Multiplex analysis of 261 proteins was performed on serum from the patient with adenovirus-triggered RIME and 4 patients with active RIME (Figure 1E). Disease severity varied between patients. Three patients required hospitalization, 3 had multiple mucosal sites affected, and 3 had fevers. Pathogen triggers included Mycoplasma pneumoniae, adenovirus, SARS-CoV-2, and unknown triggers (Supplemental Table 1). Protein profiling identified significantly upregulated CXCL9, CXCL10, IL-6, IL-27, and cytochrome c when comparing patients with RIME with 8 healthy controls (Figure 1, F and G). Corresponding changes in cytokine and chemokine mRNA was not detectable in scRNA-Seq data, suggesting noncirculating cells contribute to elevated levels in the serum (Supplemental Figure 3G). Hierarchical clustering using dendrograms identified similarities between RIME patients 1–3, correlating with mucositis severity.

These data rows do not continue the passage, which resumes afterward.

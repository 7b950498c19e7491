use std::fs::File;
use std::io::BufWriter;
use std::path::PathBuf;

use anyhow::{Context, Result, bail};
use clap::Parser;
use geo::{Centroid, Point};
use log::{info, warn};

use taxisnap::config::SnapConfig;
use taxisnap::harness::{self, SnapContext};
use taxisnap::matcher::MatchThreshold;
use taxisnap::report::ReportWriter;
use taxisnap::runway;
use taxisnap::spatial_index::EdgeGrid;

/// Snap aircraft ground traces onto an airport taxiway graph
#[derive(Debug, Parser)]
#[command(name = "taxisnap", version)]
struct Args {
    /// Airport graph (JSON)
    #[arg(long)]
    graph: PathBuf,

    /// Aircraft traces (JSON)
    #[arg(long)]
    traces: PathBuf,

    /// Matched movements, one JSON object per line
    #[arg(long, short = 'o')]
    output: PathBuf,

    /// Per-edge traversal times (tab separated)
    #[arg(long)]
    times: Option<PathBuf>,

    /// Tuning parameters (JSON)
    #[arg(long)]
    config: Option<PathBuf>,

    /// Worker threads
    #[arg(long, short = 'j')]
    workers: Option<usize>,

    /// Accept a first attempt with the relaxed candidate threshold
    #[arg(long)]
    relaxed: bool,

    /// Drop nodes and edges outside the largest connected component
    #[arg(long)]
    prune: bool,

    /// Ignore and do not write the binary graph cache
    #[arg(long)]
    no_cache: bool,

    /// Seed for the random tie-break
    #[arg(long)]
    seed: Option<u64>,

    /// Hide the progress bar
    #[arg(long, short = 'q')]
    quiet: bool,

    /// More logging; repeat for more
    #[arg(long, short = 'v', action = clap::ArgAction::Count)]
    verbose: u8,
}

fn main() -> Result<()> {
    let args = Args::parse();

    let level = match args.verbose {
        0 => log::LevelFilter::Info,
        1 => log::LevelFilter::Debug,
        _ => log::LevelFilter::Trace,
    };
    env_logger::builder()
        .filter_level(level)
        .parse_default_env()
        .format_target(false)
        .format_timestamp(None)
        .target(env_logger::Target::Stderr)
        .init();
    info!("Starting taxisnap");

    let mut config = match &args.config {
        Some(path) => SnapConfig::from_file(path)?,
        None => SnapConfig::default(),
    };
    if let Some(workers) = args.workers {
        config.workers = Some(workers);
    }
    if let Some(seed) = args.seed {
        config.matcher.tie_break_seed = seed;
    }
    config.validate()?;

    let mut graph = taxisnap::io::load_graph(&args.graph, !args.no_cache)?;
    if args.prune {
        graph = graph.retain_largest_component()?;
    }
    let runways = runway::locate_runways(&graph);
    if runways.is_empty() {
        warn!("No runways found in graph");
    }
    let index = EdgeGrid::build(&graph, &config.index)?;

    let airport: Point<f64> = match config.airport {
        Some(airport) => airport.position(),
        None => {
            let Some(centre) = graph.bounding_rect().map(|r| r.centroid()) else {
                bail!("Cannot place the airport: graph has no extent");
            };
            info!("Using graph centre {:.5}, {:.5} as airport position", centre.y(), centre.x());
            centre
        }
    };

    let (tracks, intervals_explicit) = taxisnap::io::load_traces(&args.traces, airport, &config.loader)?;

    let routes = File::create(&args.output).with_context(|| format!("Failed to create {}", args.output.display()))?;
    let times = match &args.times {
        Some(path) => Some(File::create(path).with_context(|| format!("Failed to create {}", path.display()))?),
        None => None,
    };
    let report = ReportWriter::new(BufWriter::new(routes), times.map(BufWriter::new));

    let ctx = SnapContext {
        graph: &graph,
        index: &index,
        runways: &runways,
        config: &config,
        airport,
        intervals_explicit,
        threshold: if args.relaxed {
            MatchThreshold::Relaxed
        } else {
            MatchThreshold::Harsh
        },
    };
    let workers = harness::worker_count(config.workers, tracks.len());
    harness::run(&ctx, &tracks, config.matcher.tie_break_seed, workers, &report, !args.quiet)?;
    report.finish()?;

    info!("Wrote matched movements to {}", args.output.display());
    Ok(())
}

This study provides insight into the inflammatory profile of RIME. scRNA-Seq from a patient with adenovirus-triggered RIME implicates multiple inflammatory signals, including TNF and type I and II IFNs. Monocytes emerged as key drivers of RIME based on transcriptional and histopathologic analyses. Infiltrating MPO+CD68+ myeloid cells were identified in the skin of patients with SARS-CoV-2–triggered RIME (4). Serum profiling of 5 patients identified elevated CXCL9, CXCL10, IL-27, and IL-6, implicating dysregulation of TNF and IFN signaling. Inflammatory cytokine and chemokine production in RIME likely arises from affected skin, consistent with other inflammatory dermatologic diseases, such as lichen planus (5). Further evaluation of blood, blister fluid, immune cell infiltration using techniques such as flow cytometry, and spatial tissue transcriptional profiling will help to clarify inflammatory signaling in RIME.